In Iraq, a Surge in U.S. Airstrikes
Friday, May 23, 2008
CAMP TAJI, Iraq -- From an Apache helicopter, Capt. Ben Katzenberger's battlefield resembles a vast mosaic of tiny brown boxes.
"The city looks like a bucket of Legos dumped out on the ground," the 26-year-old pilot said. "It's brown Legos, no color. It's really dense and hard to pick things out because everything looks the same."
He uses a powerful lens to zoom in on tiny silhouettes, trying to identify people with "hostile intent" among hundreds of ordinary citizens in Baghdad.
In recent weeks, Katzenberger and other pilots have dramatically increased their use of helicopter-fired missiles against enemy fighters, often in densely populated areas. Since late March, the military has fired more than 200 Hellfire missiles in the capital, compared with just six missiles fired in the previous three months.
The military says the tactic has saved the lives of ground troops and prevented attacks, but the strikes have also killed and wounded civilians, provoking criticism from Iraqis.
On Wednesday, eight people, including two children, were killed when a U.S. helicopter opened fire on a group of Iraqis traveling to a U.S. detention center to greet a man who was being released from custody, Iraqi officials said.
The U.S. military said in a statement that it had targeted men linked to a suicide bombing network. "Unfortunately, two children were killed when the other occupants of the vehicle, in which they were riding, exhibited hostile intent," the statement said.
U.S. officials say they go to great lengths to avoid harming civilians in airstrikes.
"It's not Hollywood and it's not 110 percent perfect," said Col. Timothy J. Edens, the commander of the 12th Combat Aviation Brigade, of the accuracy of his unit's strikes. "It is as precise as very hardworking soldiers and commanders can make it. These criminals do not operate in a clean battle space. It is occupied by civilians, law-abiding Iraqis."

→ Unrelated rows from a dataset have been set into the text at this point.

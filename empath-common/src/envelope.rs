use serde::{Deserialize, Serialize};

use crate::address::{Address, AddressList};

#[derive(Default, Debug, Clone, Serialize, Deserialize)]
pub struct Envelope {
    sender: Option<Address>,
    recipients: Option<AddressList>,
}

impl Envelope {
    /// Returns a reference to the [`Envelope`] sender for this message
    #[inline]
    pub const fn sender(&self) -> Option<&Address> {
        self.sender.as_ref()
    }

    /// Returns a mutable reference to the [`Envelope`] sender for this message
    #[inline]
    pub const fn sender_mut(&mut self) -> &mut Option<Address> {
        &mut self.sender
    }

    /// Returns a reference to the [`Envelope`] recipients for this message
    #[inline]
    pub const fn recipients(&self) -> Option<&AddressList> {
        self.recipients.as_ref()
    }

    /// Returns a mutable reference to the [`Envelope`] recipients for this message
    #[inline]
    pub const fn recipients_mut(&mut self) -> &mut Option<AddressList> {
        &mut self.recipients
    }
}
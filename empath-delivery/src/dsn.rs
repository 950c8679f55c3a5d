//! Delivery Status Notification (DSN) generation per RFC 3464
//!
//! This module generates bounce messages (DSNs) when delivery fails permanently
//! or after max retry attempts are exhausted. DSNs inform senders that their
//! message could not be delivered.
//!
//! # DSN Structure (RFC 3464)
//! ```text
//! multipart/report; report-type="delivery-status"
//! ├── Part 1: text/plain (human-readable explanation)
//! ├── Part 2: message/delivery-status (machine-readable status)
//! └── Part 3: text/rfc822-headers (original message headers)
//! ```

use std::{fmt::Write as _, sync::Arc, time::SystemTime};

use ahash::AHashMap;
use empath_common::{
    DeliveryStatus,
    address::{Address, AddressList},
    context::Context,
    envelope::Envelope,
    tracing::info,
};
use mailparse::MailAddr;
use serde::{Deserialize, Serialize};

use crate::{DeliveryError, DeliveryInfo, error::PermanentError};

/// Configuration for DSN generation
#[derive(Debug, Clone, Serialize, Deserialize)]
pub struct DsnConfig {
    /// Enable/disable DSN generation globally
    pub enabled: bool,
    /// Hostname for Reporting-MTA field (FQDN of this MTA)
    pub reporting_mta: String,
    /// Postmaster email address (for errors sending DSN)
    pub postmaster: String,
}

impl Default for DsnConfig {
    fn default() -> Self {
        Self {
            enabled: true,
            reporting_mta: "localhost".to_string(),
            postmaster: "postmaster@localhost".to_string(),
        }
    }
}

/// Check if a DSN should be generated for this delivery failure
///
/// DSNs are generated for:
/// - Permanent failures (5xx SMTP errors, invalid recipient, domain not found, etc.)
/// - Max retry attempts exhausted (temporary failures that gave up)
///
/// DSNs are NOT generated for:
/// - Temporary failures still in retry state
/// - Messages from null sender (MAIL FROM:<>) - prevents bounce loops
/// - System errors (internal errors that don't indicate delivery failure)
#[must_use]
pub fn should_generate_dsn(
    original_context: &Context,
    delivery_info: &DeliveryInfo,
    error: &DeliveryError,
) -> bool {
    // Don't generate DSN if sender is null (prevents bounce loops)
    // Null sender is indicated by MAIL FROM:<>
    if let Some(sender) = original_context.envelope.sender()
        && let MailAddr::Single(info) = &**sender
        && info.addr.is_empty()
    {
        return false;
    } else if original_context.envelope.sender().is_none() {
        // No sender address
        return false;
    }

    // Generate DSN for permanent failures
    if error.is_permanent() {
        return true;
    }

    // Generate DSN if max retry attempts exhausted
    if matches!(
        delivery_info.status,
        DeliveryStatus::Failed(_) | DeliveryStatus::Expired
    ) {
        return true;
    }

    // Don't generate for temporary failures still in retry
    false
}

/// Generate a DSN message and return a Context ready for spooling
///
/// This function creates a complete RFC 3464 compliant DSN message
/// that will be sent back to the original sender.
///
/// # Arguments
/// * `original_context` - The original message that failed delivery
/// * `delivery_info` - Information about the delivery attempt
/// * `error` - The error that caused delivery failure
/// * `config` - DSN configuration (reporting MTA, postmaster, etc.)
///
/// # Returns
/// A `Context` object ready to be spooled and delivered as a bounce message
///
/// # Errors
/// Returns an error if the DSN message cannot be constructed
pub fn generate_dsn(
    original_context: &Context,
    delivery_info: &DeliveryInfo,
    error: &DeliveryError,
    config: &DsnConfig,
) -> Result<Context, PermanentError> {
    info!(
        message_id = %delivery_info.message_id,
        domain = %delivery_info.recipient_domain,
        error = %error,
        "Generating DSN for failed delivery"
    );

    // Extract sender from original message (this will be the DSN recipient)
    let original_sender = original_context.envelope.sender().ok_or_else(|| {
        PermanentError::InvalidRecipient("No sender in original message".to_string())
    })?;

    // Extract recipient from original message (for DSN body)
    let original_recipients = original_context.envelope.recipients().ok_or_else(|| {
        PermanentError::InvalidRecipient("No recipients in original message".to_string())
    })?;

    // Build the three parts of the DSN
    let human_readable =
        build_human_readable_part(original_sender, original_recipients, delivery_info, error);

    let machine_readable =
        build_machine_readable_part(config, original_recipients, delivery_info, error);

    let original_headers = extract_original_headers(original_context);

    // Generate unique boundary for multipart message
    let boundary = format!(
        "----=_Part_{}_{}",
        ulid::Ulid::new(),
        std::time::SystemTime::now()
            .duration_since(std::time::UNIX_EPOCH)
            .unwrap_or_default()
            .as_micros()
    );

    // Build the complete DSN message
    let dsn_body = format!(
        "Content-Type: multipart/report; report-type=\"delivery-status\"; boundary=\"{boundary}\"\r\n\
        MIME-Version: 1.0\r\n\
        From: Mail Delivery System <{postmaster}>\r\n\
        To: {sender}\r\n\
        Subject: Delivery Status Notification (Failure)\r\n\
        Auto-Submitted: auto-replied\r\n\
        \r\n\
        This is a multi-part message in MIME format.\r\n\
        \r\n\
        --{boundary}\r\n\
        Content-Type: text/plain; charset=utf-8\r\n\
        Content-Transfer-Encoding: 7bit\r\n\
        \r\n\
        {human_readable}\r\n\
        --{boundary}\r\n\
        Content-Type: message/delivery-status\r\n\
        Content-Transfer-Encoding: 7bit\r\n\
        \r\n\
        {machine_readable}\r\n\
        --{boundary}\r\n\
        Content-Type: text/rfc822-headers\r\n\
        Content-Transfer-Encoding: 7bit\r\n\
        \r\n\
        {original_headers}\r\n\
        --{boundary}--\r\n",
        boundary = boundary,
        postmaster = config.postmaster,
        sender = original_sender,
        human_readable = human_readable,
        machine_readable = machine_readable,
        original_headers = original_headers,
    );

    // Create a new Context for the DSN message
    let mut dsn_context = Context {
        extended: false,
        envelope: Envelope::default(),
        id: ulid::Ulid::new().to_string(),
        data: Some(Arc::from(dsn_body.as_bytes())),
        response: None,
        metadata: AHashMap::default(),
        banner: Arc::from(config.reporting_mta.as_str()),
        max_message_size: 0,
        capabilities: Vec::new(),
        delivery: None,
        tracking_id: None,
        authenticated: false,
    };

    // Set envelope: FROM postmaster, TO original sender
    // Parse postmaster address
    let postmaster_addr = mailparse::addrparse(&config.postmaster)
        .ok()
        .and_then(|mut addrs| addrs.pop())
        .map(Address)
        .ok_or_else(|| {
            PermanentError::InvalidRecipient(format!(
                "Invalid postmaster address: {}",
                config.postmaster
            ))
        })?;

    *dsn_context.envelope.sender_mut() = Some(postmaster_addr);

    // Set recipient to original sender
    *dsn_context.envelope.recipients_mut() = Some(AddressList::from(vec![Address(
        (**original_sender).clone(),
    )]));

    Ok(dsn_context)
}

/// Build the human-readable text part of the DSN (Part 1)
fn build_human_readable_part(
    original_sender: &Address,
    original_recipients: &AddressList,
    delivery_info: &DeliveryInfo,
    error: &DeliveryError,
) -> String {
    let recipient_list = original_recipients
        .iter()
        .map(|addr| match &**addr {
            MailAddr::Single(info) => info.addr.as_str(),
            MailAddr::Group(group) => group.group_name.as_str(),
        })
        .collect::<Vec<_>>()
        .join(", ");

    format!(
        "This is the mail system at host {recipient_list}.\n\
        \n\
        I'm sorry to have to inform you that your message could not\n\
        be delivered to one or more recipients. It's attached below.\n\
        \n\
        For further assistance, please contact <{error}>.\n\
        \n\
        Your message could not be delivered:\n\
        \n\
        {recipient_list}: {error}\n\
        \n\
        Message details:\n\
        - Original sender: {original_sender}\n\
        - Failed recipient(s): {recipient_list}\n\
        - Delivery attempts: {attempts}\n\
        - Domain: {domain}\n\
        {last_server}",
        recipient_list = recipient_list,
        error = error,
        original_sender = original_sender,
        attempts = delivery_info.attempt_count(),
        domain = delivery_info.recipient_domain,
        last_server =
            delivery_info
                .current_mail_server()
                .map_or_else(String::new, |server| format!(
                    "- Last server attempted: {}",
                    server.address()
                ))
    )
}

/// Build the machine-readable delivery status part (Part 2)
fn build_machine_readable_part(
    config: &DsnConfig,
    original_recipients: &AddressList,
    delivery_info: &DeliveryInfo,
    error: &DeliveryError,
) -> String {
    // Determine SMTP status code from error type
    let (status_code, action) = if error.is_permanent() {
        ("5.0.0", "failed")
    } else {
        ("4.0.0", "failed") // Temporary failure that exhausted retries
    };

    // Per-message fields (mandatory: Reporting-MTA)
    let mut dsn = format!("Reporting-MTA: dns; {}\r\n", config.reporting_mta);

    // Add arrival date if available
    if let Ok(duration) = delivery_info
        .queued_at
        .duration_since(SystemTime::UNIX_EPOCH)
    {
        let timestamp = chrono::DateTime::<chrono::Utc>::from_timestamp(
            duration.as_secs().try_into().unwrap_or(0),
            duration.subsec_nanos(),
        )
        .map_or_else(|| "unknown".to_string(), |dt| dt.to_rfc2822());
        let _ = write!(dsn, "Arrival-Date: {timestamp}\r\n");
    }

    // Per-recipient fields (one group per recipient)
    for recipient in original_recipients.iter() {
        let recipient_addr = match &**recipient {
            MailAddr::Single(info) => &info.addr,
            MailAddr::Group(group) => &group.group_name,
        };

        dsn.push_str("\r\n"); // Blank line separates per-recipient groups

        // Final-Recipient (mandatory)
        let _ = write!(dsn, "Final-Recipient: rfc822; {recipient_addr}\r\n");

        // Action (mandatory)
        let _ = write!(dsn, "Action: {action}\r\n");

        // Status (mandatory) - enhanced status code
        let _ = write!(dsn, "Status: {status_code}\r\n");

        // Diagnostic-Code (optional but helpful)
        let _ = write!(dsn, "Diagnostic-Code: smtp; {error}\r\n");

        // Remote-MTA (if available)
        if let Some(server) = delivery_info.current_mail_server() {
            let _ = write!(dsn, "Remote-MTA: dns; {}\r\n", server.host);
        }

        // Last-Attempt-Date (if available)
        if let Some(last_attempt) = delivery_info.attempts.last()
            && let Ok(duration) = last_attempt
                .timestamp
                .duration_since(SystemTime::UNIX_EPOCH)
        {
            let timestamp = chrono::DateTime::<chrono::Utc>::from_timestamp(
                duration.as_secs().try_into().unwrap_or(0),
                duration.subsec_nanos(),
            )
            .map_or_else(|| "unknown".to_string(), |dt| dt.to_rfc2822());
            let _ = write!(dsn, "Last-Attempt-Date: {timestamp}\r\n");
        }
    }

    dsn
}

/// Extract original message headers for Part 3
///
/// Returns the first 1KB of the original message headers to avoid
/// including large message bodies in the DSN.
fn extract_original_headers(original_context: &Context) -> String {
    original_context.data.as_ref().map_or_else(
        || String::from("(No message data available)"),
        |data| {
            // Find the end of headers (double CRLF)
            let header_end = data
                .windows(4)
                .position(|w| w == b"\r\n\r\n")
                .unwrap_or_else(|| data.len().min(1024)); // Limit to 1KB

            String::from_utf8_lossy(&data[..header_end]).to_string()
        },
    )
}
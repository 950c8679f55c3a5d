//! Sandbox capture for non-production domain modes.
//!
//! Messages submitted under `sandbox`, `redirect`, or `bcc` mode are
//! snapshotted here before (or instead of) reaching the delivery queue.
//! Sandbox entries are never delivered -- this is purely a record for
//! operators/tests to inspect what *would* have gone out.
//!
//! Reuses the same file-per-message spool layout as the primary queue and
//! the DLQ, just rooted at a different directory, with the sandbox-specific
//! fields (mode, pre-rewrite recipients, simulated error) carried as
//! metadata on the stored [`Context`].

use std::path::PathBuf;

use empath_common::context::Context;
use empath_spool::{BackingStore, FileBackingStore, SpooledMessageId};
use serde::{Deserialize, Serialize};

use crate::domain_mode::Mode;

fn default_path() -> PathBuf {
    PathBuf::from("/var/spool/empath/sandbox")
}

/// Sandbox storage configuration.
#[derive(Debug, Clone, Serialize, Deserialize)]
pub struct SandboxConfig {
    /// Whether sandbox capture is enabled at all.
    ///
    /// When `false`, `sandbox`/`redirect`/`bcc` modes still divert/rewrite
    /// recipients, but no snapshot is written (the capture is a no-op).
    #[serde(default = "default_enabled")]
    pub enabled: bool,

    /// Directory sandbox entries are stored under.
    #[serde(default = "default_path")]
    pub path: PathBuf,
}

const fn default_enabled() -> bool {
    true
}

impl Default for SandboxConfig {
    fn default() -> Self {
        Self {
            enabled: default_enabled(),
            path: default_path(),
        }
    }
}

impl SandboxConfig {
    /// Build the backing store for this configuration, if enabled.
    #[must_use]
    pub fn build_store(&self) -> Option<FileBackingStore> {
        if !self.enabled {
            return None;
        }

        Some(FileBackingStore::builder().path(self.path.clone()).build())
    }
}

const META_MODE: &str = "sandbox_mode";
const META_ORIGINAL_TO: &str = "sandbox_original_to";
const META_SIMULATED_ERR: &str = "sandbox_simulated_err";

/// Metadata describing why/how a message landed in the sandbox.
#[derive(Debug, Clone)]
pub struct SandboxMeta<'a> {
    /// Which non-production mode captured this message.
    pub mode: Mode,
    /// Recipients as submitted, before any redirect rewrite.
    pub original_to: &'a [String],
    /// Synthetic error the domain mode is configured to simulate, if any.
    pub simulated_err: Option<&'a str>,
}

/// Capture a message into the sandbox store.
///
/// Stamps sandbox metadata onto the context and writes it, leaving the
/// caller's copy of `context` untouched by further enqueue logic (the
/// caller decides separately whether to also enqueue to the live queue, as
/// `redirect` and `bcc` modes do).
///
/// # Errors
/// Returns an error if the sandbox store rejects the write.
pub async fn capture(
    sandbox: &dyn BackingStore,
    meta: SandboxMeta<'_>,
    mut context: Context,
) -> empath_spool::Result<SpooledMessageId> {
    context
        .metadata
        .insert(META_MODE.to_string(), mode_label(meta.mode).to_string());
    context
        .metadata
        .insert(META_ORIGINAL_TO.to_string(), meta.original_to.join(","));
    if let Some(err) = meta.simulated_err {
        context
            .metadata
            .insert(META_SIMULATED_ERR.to_string(), err.to_string());
    }

    sandbox.write(&mut context).await
}

const fn mode_label(mode: Mode) -> &'static str {
    match mode {
        Mode::Production => "production",
        Mode::Sandbox => "sandbox",
        Mode::Redirect => "redirect",
        Mode::Bcc => "bcc",
    }
}
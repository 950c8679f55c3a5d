//! HTTP submission API error types

use thiserror::Error;

/// Errors that can occur while running the HTTP submission API server.
#[derive(Debug, Error)]
pub enum ApiError {
    /// Failed to bind to the specified address
    #[error("Failed to bind submission API to {address}: {source}")]
    BindError {
        address: String,
        source: std::io::Error,
    },

    /// Server encountered a runtime error
    #[error("Submission API server error: {0}")]
    ServerError(String),
}
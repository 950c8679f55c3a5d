//! Shared delivery status types
//!
//! These types are produced by `empath-delivery` but live here so that other
//! crates (audit logging, FFI modules, control interfaces) can observe delivery
//! state without depending on the delivery processor itself.

use std::time::SystemTime;

use serde::{Deserialize, Serialize};

use crate::domain::Domain;

/// Status of a message as it moves through the delivery queue
#[derive(Debug, Clone, PartialEq, Eq, Serialize, Deserialize)]
pub enum DeliveryStatus {
    /// Message is pending delivery
    Pending,
    /// Message delivery is in progress
    InProgress,
    /// Message was successfully delivered
    Completed,
    /// Message delivery failed permanently
    Failed(String),
    /// Message delivery failed temporarily, will retry
    Retry { attempts: u32, last_error: String },
    /// Message exceeded its expiration window before it could be delivered
    Expired,
}

/// A single attempt to deliver a message to a remote MX server
#[derive(Debug, Clone, Serialize, Deserialize)]
pub struct DeliveryAttempt {
    /// When the attempt was made
    pub timestamp: SystemTime,
    /// Error message if the attempt failed
    pub error: Option<String>,
    /// SMTP server that was contacted (host:port)
    pub server: String,
}

/// Snapshot of delivery state persisted alongside a spooled message
///
/// This is written into [`crate::context::Context::delivery`] so that queue
/// state (status, attempt history, retry timing) survives a restart of the
/// delivery processor.
#[derive(Debug, Clone, Serialize, Deserialize)]
pub struct DeliveryContext {
    /// The spooled message identifier, as a string
    pub message_id: String,
    /// Recipient domain this delivery targets
    pub domain: Domain,
    /// MX server currently being used, if determined
    pub server: Option<String>,
    /// Error from the most recent attempt, if any
    pub error: Option<String>,
    /// Number of attempts made so far
    pub attempts: Option<u32>,
    /// Current delivery status
    pub status: DeliveryStatus,
    /// Full history of delivery attempts
    pub attempt_history: Vec<DeliveryAttempt>,
    /// When the message was first queued for delivery
    pub queued_at: SystemTime,
    /// When the next retry should be attempted, if scheduled
    pub next_retry_at: Option<SystemTime>,
    /// Index into the resolved MX server list currently being tried
    pub current_server_index: usize,
}
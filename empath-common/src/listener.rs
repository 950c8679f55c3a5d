//! Generic per-socket listener shared by every [`Protocol`] implementation.
//!
//! A `Listener<Proto>` owns one bound socket and the protocol-specific
//! configuration (`Proto::Args`) for it. On each accepted connection it asks
//! the protocol to build a session and spawns it, tracking the join handles
//! so a shutdown signal can be waited on before the listener returns.

use std::{collections::HashMap, net::SocketAddr};

use empath_tracing::traced;
use futures_util::future::join_all;
use serde::Deserialize;
use tokio::{net::TcpListener, sync::broadcast::Receiver};

use crate::{
    Signal, internal,
    traits::protocol::{Protocol, SessionHandler},
};

#[derive(Deserialize)]
pub struct Listener<Proto: Protocol> {
    #[serde(skip)]
    handler: Proto,
    socket: SocketAddr,
    #[serde(default)]
    init_context: HashMap<String, String>,
    #[serde(flatten)]
    args: Proto::Args,
}

impl<Proto: Protocol> Listener<Proto> {
    /// Validate this listener's configuration before any socket is bound.
    pub fn init(&mut self) -> anyhow::Result<()> {
        Proto::validate(&mut self.args).map_err(anyhow::Error::from)
    }

    /// Replace this listener's args with `f` applied to the current value,
    /// used to inject shared runtime handles (spool, submission path, ...)
    /// after deserialization.
    pub fn map_args(&mut self, f: &impl Fn(Proto::Args) -> Proto::Args) {
        self.args = f(std::mem::take(&mut self.args));
    }

    #[traced(instrument(level = tracing::Level::TRACE, skip_all, err))]
    pub async fn serve(&self, mut shutdown: Receiver<Signal>) -> anyhow::Result<()> {
        internal!("Serving {} on {:?}", Proto::ty(), self.socket);

        let listener = TcpListener::bind(self.socket).await?;
        let mut sessions = Vec::new();

        loop {
            tokio::select! {
                sig = shutdown.recv() => {
                    if matches!(sig, Ok(Signal::Shutdown)) {
                        internal!(level = INFO, "Listener {:?} received shutdown, finishing sessions", self.socket);
                        join_all(sessions).await;
                        break;
                    }
                }

                connection = listener.accept() => {
                    let (stream, peer) = connection?;
                    let session = self
                        .handler
                        .handle(stream, peer, self.init_context.clone(), self.args.clone());
                    let session_shutdown = shutdown.resubscribe();

                    sessions.push(tokio::spawn(async move {
                        if let Err(err) = session.run(session_shutdown).await {
                            internal!(level = ERROR, "Session error: {err}");
                        }
                    }));
                }
            }
        }

        Ok(())
    }
}
//! HTTP submission API server

use std::{sync::Arc, time::Duration};

use axum::{routing::post, Router};
use empath_common::Signal;
use empath_submission::SubmissionService;
use tokio::net::TcpListener;
use tower_http::timeout::TimeoutLayer;

use crate::{
    error::ApiError,
    handler::{send, ApiState},
    ApiConfig,
};

/// The HTTP submission API: a thin, authenticated intake feeding the shared
/// submission path, independent of the SMTP listeners.
pub struct ApiServer {
    listener: TcpListener,
    router: Router,
}

impl ApiServer {
    /// Bind the submission API to `config.listen_address`.
    ///
    /// # Errors
    /// Returns [`ApiError::BindError`] if the address cannot be bound.
    pub async fn new(
        config: ApiConfig,
        submission: Arc<SubmissionService>,
    ) -> Result<Self, ApiError> {
        let listener =
            TcpListener::bind(&config.listen_address)
                .await
                .map_err(|e| ApiError::BindError {
                    address: config.listen_address.clone(),
                    source: e,
                })?;

        tracing::info!(address = %config.listen_address, "Submission API bound successfully");

        let state = Arc::new(ApiState { config, submission });

        let router = Router::new()
            .route("/api/v1/send", post(send))
            .with_state(state)
            .layer(TimeoutLayer::new(Duration::from_secs(30)));

        Ok(Self { listener, router })
    }

    /// Run the submission API until a shutdown signal is received.
    ///
    /// # Errors
    /// Returns [`ApiError::ServerError`] if the server encounters a runtime error.
    pub async fn serve(
        self,
        mut shutdown: tokio::sync::broadcast::Receiver<Signal>,
    ) -> Result<(), ApiError> {
        tracing::info!("Submission API server starting");

        axum::serve(self.listener, self.router)
            .with_graceful_shutdown(async move {
                let _ = shutdown.recv().await;
                tracing::info!("Submission API received shutdown signal");
            })
            .await
            .map_err(|e| ApiError::ServerError(e.to_string()))?;

        tracing::info!("Submission API server stopped");
        Ok(())
    }
}
//! Queue processing logic for delivery attempts

use std::sync::Arc;

use empath_common::{DeliveryStatus, tracing::{debug, error, warn}};

use crate::{
    dns::MailServer,
    error::DeliveryError,
    processor::{DeliveryProcessor, delivery::prepare_message},
};

/// Process all pending messages in the queue
///
/// This method:
/// 1. Checks for expired messages and marks them as `Expired`
/// 2. For messages with `Retry` status, checks if it's time to retry
/// 3. Processes messages that are ready for delivery
///
/// # Errors
/// Returns an error if processing fails
#[allow(
    clippy::too_many_lines,
    reason = "Queue processing logic naturally requires many branches"
)]
pub async fn process_queue_internal(
    processor: &DeliveryProcessor,
    spool: &Arc<dyn empath_spool::BackingStore>,
) -> Result<(), DeliveryError> {
    let now = std::time::SystemTime::now();

    // Get all messages to check for expiration and retry timing
    let all_messages = processor.queue.all_messages();

    for info in all_messages {
        // Skip messages that are already completed, failed, expired, or in progress
        if matches!(
            info.status,
            DeliveryStatus::Completed
                | DeliveryStatus::Failed(_)
                | DeliveryStatus::Expired
                | DeliveryStatus::InProgress
        ) {
            continue;
        }

        // Check if message has expired
        if let Some(expiration_secs) = processor.message_expiration_secs {
            let age_secs = now
                .duration_since(info.queued_at)
                .unwrap_or_default()
                .as_secs();
            if age_secs > expiration_secs {
                warn!(
                    message_id = ?info.message_id,
                    age_secs = age_secs,
                    expiration_secs = expiration_secs,
                    "Message expired, marking as Expired"
                );
                processor
                    .queue
                    .update_status(&info.message_id, DeliveryStatus::Expired);

                // Persist the Expired status to spool
                if let Err(e) =
                    super::delivery::persist_delivery_state(processor, &info.message_id, spool)
                        .await
                {
                    warn!(
                        message_id = ?info.message_id,
                        error = %e,
                        "Failed to persist delivery state after marking message as Expired"
                    );
                }

                continue;
            }
        }

        // For Retry status, check if it's time to retry
        if matches!(info.status, DeliveryStatus::Retry { .. }) {
            if let Some(next_retry_at) = info.next_retry_at
                && let Ok(remaining) = next_retry_at.duration_since(now)
            {
                // Not yet time to retry, skip this message
                let wait_secs = remaining.as_secs();
                debug!(
                    message_id = ?info.message_id,
                    wait_secs = wait_secs,
                    "Skipping message, not yet time to retry"
                );
                continue;
            }

            // Time to retry! Reset status to Pending and reset server index
            debug!(
                message_id = ?info.message_id,
                attempt = info.attempt_count(),
                "Time to retry delivery"
            );
            processor
                .queue
                .update_status(&info.message_id, DeliveryStatus::Pending);

            // Reset to first MX server for new retry cycle
            processor.queue.reset_server_index(&info.message_id);

            // Persist the Pending status for retry
            if let Err(e) =
                super::delivery::persist_delivery_state(processor, &info.message_id, spool).await
            {
                warn!(
                    message_id = ?info.message_id,
                    error = %e,
                    "Failed to persist delivery state after marking message for retry"
                );
            }
        }

        // Process the message (Pending status)
        if matches!(info.status, DeliveryStatus::Pending)
            && let Err(e) = prepare_message(processor, &info.message_id, spool).await
        {
            error!(
                message_id = ?info.message_id,
                error = %e,
                "Failed to prepare message for delivery"
            );

            if let Ok(mut context) = spool.read(&info.message_id).await {
                let server = info
                    .mail_servers
                    .get(info.current_server_index)
                    .map_or_else(|| info.recipient_domain.to_string(), MailServer::address);
                let _error = super::delivery::handle_delivery_error(
                    processor,
                    &info.message_id,
                    &mut context,
                    e,
                    server,
                )
                .await;
            }
        }
    }

    Ok(())
}
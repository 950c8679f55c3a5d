use core::fmt::{self, Display, Formatter};

use serde::{Deserialize, Serialize};

#[repr(C, u32)]
#[derive(Clone, Copy, PartialEq, Eq, PartialOrd, Debug, Serialize, Deserialize)]
pub enum Status {
    ConnectionError = 101,
    #[allow(clippy::enum_variant_names)]
    SystemStatus = 211,
    HelpMessage = 215,
    ServiceReady = 220,
    GoodBye = 221,
    Ok = 250,
    StartMailInput = 354,
    AuthContinue = 334,
    AuthSuccessful = 235,
    Unavailable = 421,
    ActionUnavailable = 451,
    RateLimited = 452,
    InvalidCommandSequence = 503,
    AuthRequired = 530,
    AuthCredentialsInvalid = 535,
    Error = 550,
    ExceededStorage = 552,
    Unknown(u32),
}

impl Status {
    /// Checks if the status is a permanent rejection
    pub fn is_permanent(self) -> bool {
        u32::from(self) >= 500
    }

    /// Checks if the status is a temporary rejection
    pub fn is_temporary(self) -> bool {
        u32::from(self) >= 400 && u32::from(self) < 500
    }
}

impl From<u32> for Status {
    fn from(value: u32) -> Self {
        match value {
            101 => Self::ConnectionError,
            211 => Self::SystemStatus,
            215 => Self::HelpMessage,
            220 => Self::ServiceReady,
            221 => Self::GoodBye,
            250 => Self::Ok,
            354 => Self::StartMailInput,
            334 => Self::AuthContinue,
            235 => Self::AuthSuccessful,
            421 => Self::Unavailable,
            451 => Self::ActionUnavailable,
            452 => Self::RateLimited,
            503 => Self::InvalidCommandSequence,
            530 => Self::AuthRequired,
            535 => Self::AuthCredentialsInvalid,
            550 => Self::Error,
            552 => Self::ExceededStorage,
            _ => Self::Unknown(value),
        }
    }
}

impl From<Status> for u32 {
    fn from(value: Status) -> Self {
        match value {
            Status::ConnectionError => 101,
            Status::SystemStatus => 211,
            Status::HelpMessage => 215,
            Status::ServiceReady => 220,
            Status::GoodBye => 221,
            Status::Ok => 250,
            Status::StartMailInput => 354,
            Status::AuthContinue => 334,
            Status::AuthSuccessful => 235,
            Status::Unavailable => 421,
            Status::ActionUnavailable => 451,
            Status::RateLimited => 452,
            Status::InvalidCommandSequence => 503,
            Status::AuthRequired => 530,
            Status::AuthCredentialsInvalid => 535,
            Status::Error => 550,
            Status::ExceededStorage => 552,
            Status::Unknown(v) => v,
        }
    }
}

impl Display for Status {
    fn fmt(&self, fmt: &mut Formatter<'_>) -> Result<(), fmt::Error> {
        write!(fmt, "{}", u32::from(*self))
    }
}

#[cfg(test)]
mod test {
    use super::Status;

    #[test]
    fn status() {
        assert!(Status::Error.is_permanent());
        assert!(!Status::Error.is_temporary());

        assert!(Status::Unavailable.is_temporary());
        assert!(!Status::Unavailable.is_permanent());

        assert_eq!(Status::from(550), Status::Error);
        assert_eq!(u32::from(Status::Error), 550);
    }
}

Those civilians include people like Zahara Fadhil, a 10-year-old girl with a tiny frame and long brown hair. Relatives said she was wounded by a missile on April 20 at approximately 8 p.m. in Baghdad's Shiite enclave of Sadr City. The U.S. military said it fired a Hellfire missile in Zahara's neighborhood at that time, targeting men who were seen loading rockets into a sedan.
Her face drained of color and her legs scarred by shrapnel, Zahara spoke haltingly when asked what she thought of U.S. troops.
"They kill people," she said. Lying in bed, she gasped for air before continuing. "They should leave Iraq now."